> _EXERCISE_:
From the first line of the records below through the line containing "CREATE INDEX IF NOT EXISTS idx_lists_created_at", copy everything exactly and nothing more.

START MATERIAL SHOWN

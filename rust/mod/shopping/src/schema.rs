use grocer_core::ServiceError;
use grocer_sql::SQLStore;

/// SQL schema for the shopping tables.
///
/// Deleting a list does NOT rely on a foreign-key cascade — the service
/// deletes the list's items explicitly before the list itself.
const SCHEMA: &str = "
CREATE TABLE IF NOT EXISTS lists (
    id          INTEGER PRIMARY KEY AUTOINCREMENT,
    name        TEXT NOT NULL,
    created_at  TEXT NOT NULL
);
CREATE INDEX IF NOT EXISTS idx_lists_created_at ON lists(created_at);

CREATE TABLE IF NOT EXISTS categories (
    id         INTEGER PRIMARY KEY AUTOINCREMENT,
    name       TEXT NOT NULL UNIQUE,
    icon_name  TEXT
);

CREATE TABLE IF NOT EXISTS units (
    id    INTEGER PRIMARY KEY AUTOINCREMENT,
    name  TEXT NOT NULL UNIQUE
);

CREATE TABLE IF NOT EXISTS items (
    id           INTEGER PRIMARY KEY AUTOINCREMENT,
    name         TEXT NOT NULL,
    quantity     INTEGER NOT NULL,
    brand        TEXT,
    comments     TEXT,
    bought       INTEGER NOT NULL DEFAULT 0,
    added_at     TEXT NOT NULL,
    list_id      INTEGER NOT NULL,
    category_id  INTEGER NOT NULL,
    unit_id      INTEGER NOT NULL
);
CREATE INDEX IF NOT EXISTS idx_items_list ON items(list_id);
CREATE INDEX IF NOT EXISTS idx_items_list_category ON items(list_id, category_id);
";

/// Initialise the schema. Idempotent.
pub fn init_schema(sql: &dyn SQLStore) -> Result<(), ServiceError> {
    for statement in SCHEMA.split(';') {
        let statement = statement.trim();
        if statement.is_empty() {
            continue;
        }
        sql.exec(statement, &[])
            .map_err(|e| ServiceError::Storage(format!("shopping schema init: {e}")))?;
    }
    Ok(())
}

END MATERIAL SHOWN

> _EXPECTED ANSWER_:
filename rust/mod/shopping/src/schema.rs
use grocer_core::ServiceError;
use grocer_sql::SQLStore;

/// SQL schema for the shopping tables.
///
/// Deleting a list does NOT rely on a foreign-key cascade — the service
/// deletes the list's items explicitly before the list itself.
const SCHEMA: &str = "
CREATE TABLE IF NOT EXISTS lists (
    id          INTEGER PRIMARY KEY AUTOINCREMENT,
    name        TEXT NOT NULL,
    created_at  TEXT NOT NULL
);
CREATE INDEX IF NOT EXISTS idx_lists_created_at ON lists(created_at);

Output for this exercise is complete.